Keeping every line intact, repeat the data word for word.

/---

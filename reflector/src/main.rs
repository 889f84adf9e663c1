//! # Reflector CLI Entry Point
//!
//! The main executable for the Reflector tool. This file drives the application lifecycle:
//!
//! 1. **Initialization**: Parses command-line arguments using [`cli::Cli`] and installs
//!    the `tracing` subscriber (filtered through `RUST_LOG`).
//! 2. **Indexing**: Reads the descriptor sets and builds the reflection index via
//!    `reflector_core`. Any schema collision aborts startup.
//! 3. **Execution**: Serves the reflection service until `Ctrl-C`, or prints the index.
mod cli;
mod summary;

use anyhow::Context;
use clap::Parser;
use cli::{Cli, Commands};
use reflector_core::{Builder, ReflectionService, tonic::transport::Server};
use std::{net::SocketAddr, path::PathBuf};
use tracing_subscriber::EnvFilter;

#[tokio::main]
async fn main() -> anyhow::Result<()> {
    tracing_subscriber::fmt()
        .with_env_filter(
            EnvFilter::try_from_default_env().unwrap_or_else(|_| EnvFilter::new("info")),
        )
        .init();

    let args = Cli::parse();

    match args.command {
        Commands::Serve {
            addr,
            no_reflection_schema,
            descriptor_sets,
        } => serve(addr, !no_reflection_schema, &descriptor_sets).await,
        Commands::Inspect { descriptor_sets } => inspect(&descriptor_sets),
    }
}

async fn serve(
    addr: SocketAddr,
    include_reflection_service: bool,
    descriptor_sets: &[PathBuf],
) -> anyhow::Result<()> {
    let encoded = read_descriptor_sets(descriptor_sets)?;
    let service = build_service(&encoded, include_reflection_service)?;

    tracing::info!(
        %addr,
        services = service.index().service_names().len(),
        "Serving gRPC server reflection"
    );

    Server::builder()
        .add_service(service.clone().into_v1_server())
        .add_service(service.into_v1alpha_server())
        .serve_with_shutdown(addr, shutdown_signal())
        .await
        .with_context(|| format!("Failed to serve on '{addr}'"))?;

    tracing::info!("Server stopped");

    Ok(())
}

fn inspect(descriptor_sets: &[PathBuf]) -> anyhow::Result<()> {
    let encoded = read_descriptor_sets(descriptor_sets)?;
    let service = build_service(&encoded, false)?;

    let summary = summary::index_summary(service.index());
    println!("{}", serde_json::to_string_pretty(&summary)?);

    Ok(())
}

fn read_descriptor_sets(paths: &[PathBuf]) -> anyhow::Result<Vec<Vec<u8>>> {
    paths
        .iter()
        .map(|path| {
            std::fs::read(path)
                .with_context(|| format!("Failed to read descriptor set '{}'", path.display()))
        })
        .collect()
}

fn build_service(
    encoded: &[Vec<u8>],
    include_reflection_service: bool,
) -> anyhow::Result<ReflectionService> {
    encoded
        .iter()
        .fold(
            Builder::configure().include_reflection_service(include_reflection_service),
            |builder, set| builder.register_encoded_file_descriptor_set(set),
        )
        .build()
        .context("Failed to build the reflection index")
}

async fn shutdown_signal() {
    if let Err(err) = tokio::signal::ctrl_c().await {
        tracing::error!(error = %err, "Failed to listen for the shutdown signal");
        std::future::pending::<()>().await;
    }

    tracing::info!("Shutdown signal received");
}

\---

» Solved exercise
filename reflector/src/main.rs
repository 889f84adf9e663c1
//! # Reflector CLI Entry Point
//!
//! The main executable for the Reflector tool. This file drives the application lifecycle:
//!
//! 1. **Initialization**: Parses command-line arguments using [`cli::Cli`] and installs
//!    the `tracing` subscriber (filtered through `RUST_LOG`).
//! 2. **Indexing**: Reads the descriptor sets and builds the reflection index via
//!    `reflector_core`. Any schema collision aborts startup.
//! 3. **Execution**: Serves the reflection service until `Ctrl-C`, or prints the index.
mod cli;
mod summary;

use anyhow::Context;
use clap::Parser;
use cli::{Cli, Commands};
use reflector_core::{Builder, ReflectionService, tonic::transport::Server};
use std::{net::SocketAddr, path::PathBuf};
use tracing_subscriber::EnvFilter;

#[tokio::main]
async fn main() -> anyhow::Result<()> {
    tracing_subscriber::fmt()
        .with_env_filter(
            EnvFilter::try_from_default_env().unwrap_or_else(|_| EnvFilter::new("info")),
        )
        .init();

    let args = Cli::parse();

    match args.command {
        Commands::Serve {
            addr,
            no_reflection_schema,
            descriptor_sets,
        } => serve(addr, !no_reflection_schema, &descriptor_sets).await,
        Commands::Inspect { descriptor_sets } => inspect(&descriptor_sets),
    }
}

async fn serve(
    addr: SocketAddr,
    include_reflection_service: bool,
    descriptor_sets: &[PathBuf],
) -> anyhow::Result<()> {
    let encoded = read_descriptor_sets(descriptor_sets)?;
    let service = build_service(&encoded, include_reflection_service)?;

    tracing::info!(
        %addr,
        services = service.index().service_names().len(),
        "Serving gRPC server reflection"
    );

    Server::builder()
        .add_service(service.clone().into_v1_server())
        .add_service(service.into_v1alpha_server())
        .serve_with_shutdown(addr, shutdown_signal())
        .await
        .with_context(|| format!("Failed to serve on '{addr}'"))?;

    tracing::info!("Server stopped");

    Ok(())
}

fn inspect(descriptor_sets: &[PathBuf]) -> anyhow::Result<()> {
    let encoded = read_descriptor_sets(descriptor_sets)?;
    let service = build_service(&encoded, false)?;

    let summary = summary::index_summary(service.index());
    println!("{}", serde_json::to_string_pretty(&summary)?);

    Ok(())
}

fn read_descriptor_sets(paths: &[PathBuf]) -> anyhow::Result<Vec<Vec<u8>>> {
    paths
        .iter()
        .map(|path| {
            std::fs::read(path)
                .with_context(|| format!("Failed to read descriptor set '{}'", path.display()))
        })
        .collect()
}

fn build_service(
    encoded: &[Vec<u8>],
    include_reflection_service: bool,
) -> anyhow::Result<ReflectionService> {
    encoded
        .iter()
        .fold(
            Builder::configure().include_reflection_service(include_reflection_service),
            |builder, set| builder.register_encoded_file_descriptor_set(set),
        )
        .build()
        .context("Failed to build the reflection index")
}

async fn shutdown_signal() {
    if let Err(err) = tokio::signal::ctrl_c().await {
        tracing::error!(error = %err, "Failed to listen for the shutdown signal");
        std::future::pending::<()>().await;
    }

    tracing::info!("Shutdown signal received");
}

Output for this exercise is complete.